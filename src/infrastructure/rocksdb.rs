use crate::domain::account::{AccountId, Balance};
use crate::domain::ports::{LedgerStore, LedgerUnit};
use crate::error::{LedgerError, Result};
use async_trait::async_trait;
use rocksdb::{ColumnFamilyDescriptor, DB, Options, WriteBatch};
use rust_decimal::Decimal;
use std::collections::HashMap;
use std::path::Path;
use std::sync::Arc;
use tokio::sync::Mutex;

/// Column Family for storing balance records.
pub const CF_BALANCES: &str = "balances";

/// A persistent ledger store backed by RocksDB.
///
/// Balance records live in a dedicated column family as JSON-encoded decimals.
/// Units of work are validated optimistically: `read_for_update` snapshots the
/// raw value of each record, and commit re-reads and compares those snapshots
/// under a process-wide commit mutex before applying all deltas in a single
/// `WriteBatch`. A mismatch fails the unit with `CommitConflict`.
///
/// This struct is thread-safe (`Clone` shares the underlying `Arc<DB>`).
#[derive(Clone)]
pub struct RocksDbLedger {
    db: Arc<DB>,
    commit_lock: Arc<Mutex<()>>,
}

impl RocksDbLedger {
    /// Opens or creates a RocksDB instance at the specified path, ensuring the
    /// "balances" column family exists.
    pub fn open<P: AsRef<Path>>(path: P) -> Result<Self> {
        let mut opts = Options::default();
        opts.create_if_missing(true);
        opts.create_missing_column_families(true);

        let cf_balances = ColumnFamilyDescriptor::new(CF_BALANCES, Options::default());
        let db = DB::open_cf_descriptors(&opts, path, vec![cf_balances])?;

        Ok(Self {
            db: Arc::new(db),
            commit_lock: Arc::new(Mutex::new(())),
        })
    }

    fn cf(&self) -> Result<&rocksdb::ColumnFamily> {
        self.db.cf_handle(CF_BALANCES).ok_or_else(|| {
            LedgerError::StoreUnavailable(Box::new(std::io::Error::other(
                "balances column family not found",
            )))
        })
    }

    fn decode(bytes: &[u8]) -> Result<Decimal> {
        serde_json::from_slice(bytes).map_err(|e| LedgerError::StoreUnavailable(Box::new(e)))
    }

    fn encode(balance: Decimal) -> Result<Vec<u8>> {
        serde_json::to_vec(&balance).map_err(|e| LedgerError::StoreUnavailable(Box::new(e)))
    }
}

impl From<rocksdb::Error> for LedgerError {
    fn from(e: rocksdb::Error) -> Self {
        LedgerError::StoreUnavailable(Box::new(e))
    }
}

#[async_trait]
impl LedgerStore for RocksDbLedger {
    async fn balance(&self, account: &AccountId) -> Result<Option<Balance>> {
        let cf = self.cf()?;
        match self.db.get_cf(cf, account.as_str().as_bytes())? {
            Some(bytes) => Ok(Some(Balance::new(Self::decode(&bytes)?))),
            None => Ok(None),
        }
    }

    async fn create_account(&self, account: AccountId, initial: Balance) -> Result<()> {
        // The commit mutex also serializes record creation, so a concurrent
        // duplicate create cannot slip between the existence check and the put.
        let _guard = self.commit_lock.lock().await;
        let cf = self.cf()?;
        let key = account.as_str().as_bytes().to_vec();
        if self.db.get_pinned_cf(cf, &key)?.is_some() {
            return Err(LedgerError::AccountExists(account));
        }
        self.db.put_cf(cf, key, Self::encode(initial.value())?)?;
        Ok(())
    }

    async fn all_balances(&self) -> Result<Vec<(AccountId, Balance)>> {
        let cf = self.cf()?;
        let mut balances = Vec::new();
        for item in self.db.iterator_cf(cf, rocksdb::IteratorMode::Start) {
            let (key, value) = item?;
            let id = String::from_utf8(key.to_vec()).map_err(|e| {
                LedgerError::StoreUnavailable(Box::new(std::io::Error::new(
                    std::io::ErrorKind::InvalidData,
                    format!("non-utf8 account key: {}", e),
                )))
            })?;
            balances.push((AccountId::from(id), Balance::new(Self::decode(&value)?)));
        }
        Ok(balances)
    }

    async fn begin(&self) -> Result<Box<dyn LedgerUnit>> {
        Ok(Box::new(RocksDbUnit {
            store: self.clone(),
            reads: HashMap::new(),
            deltas: HashMap::new(),
        }))
    }
}

/// One unit of work over a [`RocksDbLedger`].
struct RocksDbUnit {
    store: RocksDbLedger,
    /// Raw value snapshot of each record read for update.
    reads: HashMap<AccountId, Vec<u8>>,
    deltas: HashMap<AccountId, Decimal>,
}

#[async_trait]
impl LedgerUnit for RocksDbUnit {
    async fn read_for_update(&mut self, account: &AccountId) -> Result<Option<Balance>> {
        let cf = self.store.cf()?;
        match self.store.db.get_cf(cf, account.as_str().as_bytes())? {
            Some(bytes) => {
                let balance = RocksDbLedger::decode(&bytes)?;
                self.reads.insert(account.clone(), bytes);
                Ok(Some(Balance::new(balance)))
            }
            None => Ok(None),
        }
    }

    fn apply_delta(&mut self, account: &AccountId, delta: Decimal) {
        *self.deltas.entry(account.clone()).or_insert(Decimal::ZERO) += delta;
    }

    async fn commit(self: Box<Self>) -> Result<()> {
        let _guard = self.store.commit_lock.lock().await;
        let cf = self.store.cf()?;

        // Re-read every record snapshotted at read_for_update; a changed or
        // vanished value means another unit committed first.
        for (id, snapshot) in &self.reads {
            match self.store.db.get_cf(cf, id.as_str().as_bytes())? {
                Some(current) if current == *snapshot => {}
                _ => return Err(LedgerError::CommitConflict),
            }
        }

        let mut batch = WriteBatch::default();
        for (id, delta) in &self.deltas {
            let current = match self.store.db.get_cf(cf, id.as_str().as_bytes())? {
                Some(bytes) => RocksDbLedger::decode(&bytes)?,
                None => return Err(LedgerError::CommitConflict),
            };
            let next = current + *delta;
            if next < Decimal::ZERO {
                return Err(LedgerError::CommitConflict);
            }
            batch.put_cf(cf, id.as_str().as_bytes(), RocksDbLedger::encode(next)?);
        }

        self.store.db.write(batch)?;
        Ok(())
    }

    async fn abort(self: Box<Self>) {
        // Deltas were only queued in memory; nothing was written.
    }
}
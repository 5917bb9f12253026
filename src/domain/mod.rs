//! Domain types and ports for the ledger core.
//!
//! Defines the balance record vocabulary (`AccountId`, `Balance`, `Amount`),
//! the validated `TransferRequest`, and the storage ports implemented by the
//! infrastructure layer.

pub mod account;
pub mod ports;
pub mod transfer;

-=-=-=-=-

■ **TASK TO CARRY OUT**
Word for word, copy out all the data given above.

■ **SOLUTION**
filename src/infrastructure/rocksdb.rs
use crate::domain::account::{AccountId, Balance};
use crate::domain::ports::{LedgerStore, LedgerUnit};
use crate::error::{LedgerError, Result};
use async_trait::async_trait;
use rocksdb::{ColumnFamilyDescriptor, DB, Options, WriteBatch};
use rust_decimal::Decimal;
use std::collections::HashMap;
use std::path::Path;
use std::sync::Arc;
use tokio::sync::Mutex;

/// Column Family for storing balance records.
pub const CF_BALANCES: &str = "balances";

/// A persistent ledger store backed by RocksDB.
///
/// Balance records live in a dedicated column family as JSON-encoded decimals.
/// Units of work are validated optimistically: `read_for_update` snapshots the
/// raw value of each record, and commit re-reads and compares those snapshots
/// under a process-wide commit mutex before applying all deltas in a single
/// `WriteBatch`. A mismatch fails the unit with `CommitConflict`.
///
/// This struct is thread-safe (`Clone` shares the underlying `Arc<DB>`).
#[derive(Clone)]
pub struct RocksDbLedger {
    db: Arc<DB>,
    commit_lock: Arc<Mutex<()>>,
}

impl RocksDbLedger {
    /// Opens or creates a RocksDB instance at the specified path, ensuring the
    /// "balances" column family exists.
    pub fn open<P: AsRef<Path>>(path: P) -> Result<Self> {
        let mut opts = Options::default();
        opts.create_if_missing(true);
        opts.create_missing_column_families(true);

        let cf_balances = ColumnFamilyDescriptor::new(CF_BALANCES, Options::default());
        let db = DB::open_cf_descriptors(&opts, path, vec![cf_balances])?;

        Ok(Self {
            db: Arc::new(db),
            commit_lock: Arc::new(Mutex::new(())),
        })
    }

    fn cf(&self) -> Result<&rocksdb::ColumnFamily> {
        self.db.cf_handle(CF_BALANCES).ok_or_else(|| {
            LedgerError::StoreUnavailable(Box::new(std::io::Error::other(
                "balances column family not found",
            )))
        })
    }

    fn decode(bytes: &[u8]) -> Result<Decimal> {
        serde_json::from_slice(bytes).map_err(|e| LedgerError::StoreUnavailable(Box::new(e)))
    }

    fn encode(balance: Decimal) -> Result<Vec<u8>> {
        serde_json::to_vec(&balance).map_err(|e| LedgerError::StoreUnavailable(Box::new(e)))
    }
}

impl From<rocksdb::Error> for LedgerError {
    fn from(e: rocksdb::Error) -> Self {
        LedgerError::StoreUnavailable(Box::new(e))
    }
}

#[async_trait]
impl LedgerStore for RocksDbLedger {
    async fn balance(&self, account: &AccountId) -> Result<Option<Balance>> {
        let cf = self.cf()?;
        match self.db.get_cf(cf, account.as_str().as_bytes())? {
            Some(bytes) => Ok(Some(Balance::new(Self::decode(&bytes)?))),
            None => Ok(None),
        }
    }

    async fn create_account(&self, account: AccountId, initial: Balance) -> Result<()> {
        // The commit mutex also serializes record creation, so a concurrent
        // duplicate create cannot slip between the existence check and the put.
        let _guard = self.commit_lock.lock().await;
        let cf = self.cf()?;
        let key = account.as_str().as_bytes().to_vec();
        if self.db.get_pinned_cf(cf, &key)?.is_some() {
            return Err(LedgerError::AccountExists(account));
        }
        self.db.put_cf(cf, key, Self::encode(initial.value())?)?;
        Ok(())
    }

    async fn all_balances(&self) -> Result<Vec<(AccountId, Balance)>> {
        let cf = self.cf()?;
        let mut balances = Vec::new();
        for item in self.db.iterator_cf(cf, rocksdb::IteratorMode::Start) {
            let (key, value) = item?;
            let id = String::from_utf8(key.to_vec()).map_err(|e| {
                LedgerError::StoreUnavailable(Box::new(std::io::Error::new(
                    std::io::ErrorKind::InvalidData,
                    format!("non-utf8 account key: {}", e),
                )))
            })?;
            balances.push((AccountId::from(id), Balance::new(Self::decode(&value)?)));
        }
        Ok(balances)
    }

    async fn begin(&self) -> Result<Box<dyn LedgerUnit>> {
        Ok(Box::new(RocksDbUnit {
            store: self.clone(),
            reads: HashMap::new(),
            deltas: HashMap::new(),
        }))
    }
}

/// One unit of work over a [`RocksDbLedger`].
struct RocksDbUnit {
    store: RocksDbLedger,
    /// Raw value snapshot of each record read for update.
    reads: HashMap<AccountId, Vec<u8>>,
    deltas: HashMap<AccountId, Decimal>,
}

#[async_trait]
impl LedgerUnit for RocksDbUnit {
    async fn read_for_update(&mut self, account: &AccountId) -> Result<Option<Balance>> {
        let cf = self.store.cf()?;
        match self.store.db.get_cf(cf, account.as_str().as_bytes())? {
            Some(bytes) => {
                let balance = RocksDbLedger::decode(&bytes)?;
                self.reads.insert(account.clone(), bytes);
                Ok(Some(Balance::new(balance)))
            }
            None => Ok(None),
        }
    }

    fn apply_delta(&mut self, account: &AccountId, delta: Decimal) {
        *self.deltas.entry(account.clone()).or_insert(Decimal::ZERO) += delta;
    }

    async fn commit(self: Box<Self>) -> Result<()> {
        let _guard = self.store.commit_lock.lock().await;
        let cf = self.store.cf()?;

        // Re-read every record snapshotted at read_for_update; a changed or
        // vanished value means another unit committed first.
        for (id, snapshot) in &self.reads {
            match self.store.db.get_cf(cf, id.as_str().as_bytes())? {
                Some(current) if current == *snapshot => {}
                _ => return Err(LedgerError::CommitConflict),
            }
        }

        let mut batch = WriteBatch::default();
        for (id, delta) in &self.deltas {
            let current = match self.store.db.get_cf(cf, id.as_str().as_bytes())? {
                Some(bytes) => RocksDbLedger::decode(&bytes)?,
                None => return Err(LedgerError::CommitConflict),
            };
            let next = current + *delta;
            if next < Decimal::ZERO {
                return Err(LedgerError::CommitConflict);
            }
            batch.put_cf(cf, id.as_str().as_bytes(), RocksDbLedger::encode(next)?);
        }

        self.store.db.write(batch)?;
        Ok(())
    }

    async fn abort(self: Box<Self>) {
        // Deltas were only queued in memory; nothing was written.
    }
}
repository 5917bb9f12253026
filename src/domain/mod.rs
//! Domain types and ports for the ledger core.
//!
//! Defines the balance record vocabulary (`AccountId`, `Balance`, `Amount`),
//! the validated `TransferRequest`, and the storage ports implemented by the
//! infrastructure layer.

pub mod account;
pub mod ports;
pub mod transfer;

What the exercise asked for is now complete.